It wasn’t long ago that embedded design teams simply accepted the fact that they would have to do without hardware floating-point support in microcontroller (MCU)-based systems. But a designer considering a new project should forget that ingrained notion. Moore’s Law has made it possible for MCU vendors to integrate floating-point units (FPUs) on mainstream products and still deliver a cost-effective die size. Moreover an accelerated design cycle and an easier embedded code base can overshadow the cost premium associated with an FPU-enabled MCU in many applications.
Floating-point math is important in a host of applications such as motor control. Even seemingly simple applications in which a control system monitors a sensor, such as a thermocouple, can require floating-point math. As most design engineers know, the relationship between temperature and a thermocouple’s output voltage is not linear. To get an accurate temperature measurement, a program that reads the sensor must calculate a complex polynomial equation that is most easily handled with floating-point math.
Design teams regularly prototype such applications using a PC platform and in doing so rely on floating-point math. Using floating-point math eliminates the scaling and shifting operations that are a requisite in handling a floating-point problem on a fixed-point processor. Relying on floating-point math greatly accelerates and simplifies the development process and avoids the potential errors that can creep into floating-point algorithms developed for a fixed-point execution environment.
But what happens when the code is moved to a target processor that lacks an FPU? The design team has several options. Perhaps the simplest path is a floating-point library. Such libraries are available from MCU and development-tool vendors and offer an easy way to convert floating-point instructions into simple function calls to the floating-point routines in the library.

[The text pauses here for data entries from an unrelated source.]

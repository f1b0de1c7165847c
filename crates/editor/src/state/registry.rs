//! ID-indexed set of live scene objects.

use std::collections::HashMap;

use glam::Vec3;
use shared::{AssetId, InstanceId};

use crate::error::EditorError;
use crate::viewport::picking::{Collider, Layer};

/// A live object in the scene.
///
/// Owned by the registry; every other part of the editor refers to it by
/// instance ID, because undo/redo cycles replace the concrete object while
/// keeping the ID stable.
#[derive(Debug, Clone)]
pub struct SceneObject {
    pub asset_id: AssetId,
    pub instance_id: InstanceId,
    /// True only between spawn and the first completed move, after which it
    /// is permanently false.
    pub is_new_object: bool,
    pub position: Vec3,
    pub bounding_radius: f32,
    pub colliders: Vec<Collider>,
}

impl SceneObject {
    pub fn new(asset_id: AssetId, instance_id: InstanceId, bounding_radius: f32) -> Self {
        Self {
            asset_id,
            instance_id,
            is_new_object: false,
            position: Vec3::ZERO,
            bounding_radius,
            colliders: vec![
                Collider {
                    layer: Layer::Default,
                    center_offset: Vec3::new(0.0, bounding_radius * 0.5, 0.0),
                    radius: bounding_radius,
                    enabled: true,
                },
                // Sphere sized from the object's bounds to get an
                // approximate selection area.
                Collider {
                    layer: Layer::Selection,
                    center_offset: Vec3::new(0.0, bounding_radius, 0.0),
                    radius: bounding_radius,
                    enabled: true,
                },
            ],
        }
    }

    /// The approximate center of the object, based on its bounds.
    pub fn center(&self) -> Vec3 {
        self.position + Vec3::new(0.0, self.bounding_radius, 0.0)
    }
}

/// Lookup of live scene objects by instance ID, preserving spawn order for
/// enumeration.
#[derive(Debug, Default)]
pub struct ObjectRegistry {
    lookup: HashMap<InstanceId, SceneObject>,
    order: Vec<InstanceId>,
}

impl ObjectRegistry {
    /// Add an object. Returns `false` if an object with the same instance
    /// ID is already registered.
    pub fn add(&mut self, object: SceneObject) -> bool {
        let instance_id = object.instance_id;
        if self.lookup.contains_key(&instance_id) {
            return false;
        }

        self.lookup.insert(instance_id, object);
        self.order.push(instance_id);
        true
    }

    /// Add an object, reporting a duplicate ID as an error.
    pub fn add_checked(&mut self, object: SceneObject) -> Result<(), EditorError> {
        let instance_id = object.instance_id;
        if self.add(object) {
            Ok(())
        } else {
            Err(EditorError::DuplicateInstance(instance_id))
        }
    }

    pub fn get(&self, instance_id: InstanceId) -> Option<&SceneObject> {
        self.lookup.get(&instance_id)
    }

    pub fn get_mut(&mut self, instance_id: InstanceId) -> Option<&mut SceneObject> {
        self.lookup.get_mut(&instance_id)
    }

    /// Get an object, reporting an unknown ID as an error.
    pub fn get_checked(&self, instance_id: InstanceId) -> Result<&SceneObject, EditorError> {
        self.get(instance_id)
            .ok_or(EditorError::UnknownInstance(instance_id))
    }

    /// Remove an object. Returns `false` if the ID is not registered.
    pub fn remove(&mut self, instance_id: InstanceId) -> bool {
        if self.lookup.remove(&instance_id).is_none() {
            return false;
        }

        self.order.retain(|id| *id != instance_id);
        true
    }

    /// Remove an object, reporting an unknown ID as an error.
    pub fn remove_checked(&mut self, instance_id: InstanceId) -> Result<(), EditorError> {
        if self.remove(instance_id) {
            Ok(())
        } else {
            Err(EditorError::UnknownInstance(instance_id))
        }
    }

    pub fn contains(&self, instance_id: InstanceId) -> bool {
        self.lookup.contains_key(&instance_id)
    }

    /// All live objects in spawn order.
    pub fn iter(&self) -> impl Iterator<Item = &SceneObject> {
        self.order.iter().filter_map(|id| self.lookup.get(id))
    }

    pub fn len(&self) -> usize {
        self.order.len()
    }

    pub fn is_empty(&self) -> bool {
        self.order.is_empty()
    }
}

Unfortunately the library route can impact the performance of the system and the size of the embedded code. Renesas has published a use case for their RX MCU that evaluates the impact of calculating a fifth-order polynomial with a library using fixed-point math. The calculation adds more than 1,500 bytes of code and takes 134 µs to execute on a 100-MHz processor.

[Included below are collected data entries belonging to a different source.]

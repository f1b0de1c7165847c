//! Types shared between the editor core and embedding front ends.

use serde::{Deserialize, Serialize};

/// Index of an asset in the catalog.
pub type AssetId = usize;

/// Stable identifier of a scene object. Survives destroy/recreate cycles
/// driven by undo and redo.
pub type InstanceId = u64;

/// Describes an asset that can be spawned at runtime.
#[derive(Debug, Clone, PartialEq, Serialize, Deserialize)]
pub struct AssetDescriptor {
    /// The ID of the asset, assigned from catalog order at startup.
    pub id: AssetId,
    /// Display name of the asset.
    pub name: String,
    /// Radius of the sphere that approximates the asset's bounds.
    pub bounding_radius: f32,
}

impl AssetDescriptor {
    /// Create a descriptor with a placeholder ID. The catalog assigns the
    /// real ID when the scene is constructed.
    pub fn new(name: impl Into<String>, bounding_radius: f32) -> Self {
        Self {
            id: 0,
            name: name.into(),
            bounding_radius,
        }
    }
}

/// Serialized form of a single scene object.
#[derive(Debug, Clone, Copy, PartialEq, Serialize, Deserialize)]
pub struct SceneObjectData {
    /// The ID of the asset this object was spawned from.
    pub asset_id: AssetId,
    /// World-space position of the object.
    pub position: [f32; 3],
}

/// Serialized form of a scene, the shape consumed by the persistence facade.
#[derive(Debug, Clone, Default, PartialEq, Serialize, Deserialize)]
pub struct SceneData {
    pub scene_objects: Vec<SceneObjectData>,
}

impl SceneData {
    /// Serialize to a JSON string.
    pub fn to_json(&self) -> Result<String, serde_json::Error> {
        serde_json::to_string_pretty(self)
    }

    /// Deserialize from a JSON string.
    pub fn from_json(json: &str) -> Result<Self, serde_json::Error> {
        serde_json::from_str(json)
    }
}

In some cases, the design team may find that the code size and performance impacts of a library are not an adverse factor based on the application at hand. In other cases, the design team will have to come up with a faster solution and/or one with a smaller code footprint.
Traditionally, most design teams have undertaken the time-consuming process of hand-optimizing routines that handle floating-point operations using fixed-point math. But an MCU with an FPU solves the problem entirely. And today design teams will find a broad choice of MCUs with integrated FPU support.

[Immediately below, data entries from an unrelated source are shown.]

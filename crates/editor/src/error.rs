//! Error types for the editor core.

use shared::{AssetId, InstanceId};
use thiserror::Error;

/// Errors reported by the checked registry and undo operations.
///
/// Most call sites in the editor treat absence as an expected condition and
/// use the boolean/`Option` variants instead; these errors are for call
/// sites where absence indicates a logic defect.
#[derive(Debug, Error)]
pub enum EditorError {
    #[error("an object with instance ID {0} is already registered")]
    DuplicateInstance(InstanceId),

    #[error("no object with instance ID {0} exists in the registry")]
    UnknownInstance(InstanceId),

    #[error("no asset with ID {0} exists in the catalog")]
    UnknownAsset(AssetId),

    #[error("there are no commands left to undo")]
    NothingToUndo,

    #[error("there are no commands left to redo")]
    NothingToRedo,

    #[error("persistence error: {0}")]
    Persistence(String),
}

Renesas, for example, did include an FPU in the design of their new flagship RX MCU. In the thermocouple example mentioned earlier, the RX can handle the fifth-order polynomial with native floating-point math in 7 µs using 38 bytes of code.
Design teams that want to use ARM architecture and also have emerging MCU choices with FPUs. STMicroelectronics, for example, recently announced that it will offer MCUs based on the Cortex-M4 core that will include both an FPU and support for DSP functions. The company plans to offer the MCUs as part of the STM32 family and the new MCUs will be manufactured as pin-compatible extensions to the STM32 MCUs that until now have been based on the Cortex-M3 core. In fact the company will also offer lower-end pin-compatible MCUs based on the Cortex-M0 core.
NXP has already announced four families of Cortex-M4-based MCUs that integrate FPUs. The MCUs are unique in that the LPC4310, 4320, 4330, and 4350 MCUs integrate both a Cortex-M4 core for maximum math performance and a Cortex-M0 core to handle system-management functions. Texas Instruments (TI) is also a supplier of ARM-based MCUs, but at press time had not announced any such products with FPUs. But TI does offer its TMS320F283xx family of 32-bit Delfino MCUs with an integrated FPU. The FPU-enabled MCUs are part of the company’s C28x-core family that includes a broad range of performance options in a software-compatible family.
Renesas actually offers FPU support in several MCU architectures. For example, the company recently announced the SH7268 and SH7269 in the SuperH family. The MCUs target applications such as digital audio, auto infotainment, and industrial applications. Moreover, the V850 family that came to Renesas in the recent merger with NEC Microelectronics also includes MCUs with integral FPUs.
Expect the FPU trend to escalate and even move downward into lower-performance architectures going forward. As MCU vendors move to finer semiconductor process nodes, integrating an FPU is more easily justified. And as design teams move away from hand coding performance-intensive routines such as floating-point algorithms, the value of an FPU escalates. Even today, teams should closely consider the real impact in terms of performance and code size before considering a fixed-point MCU.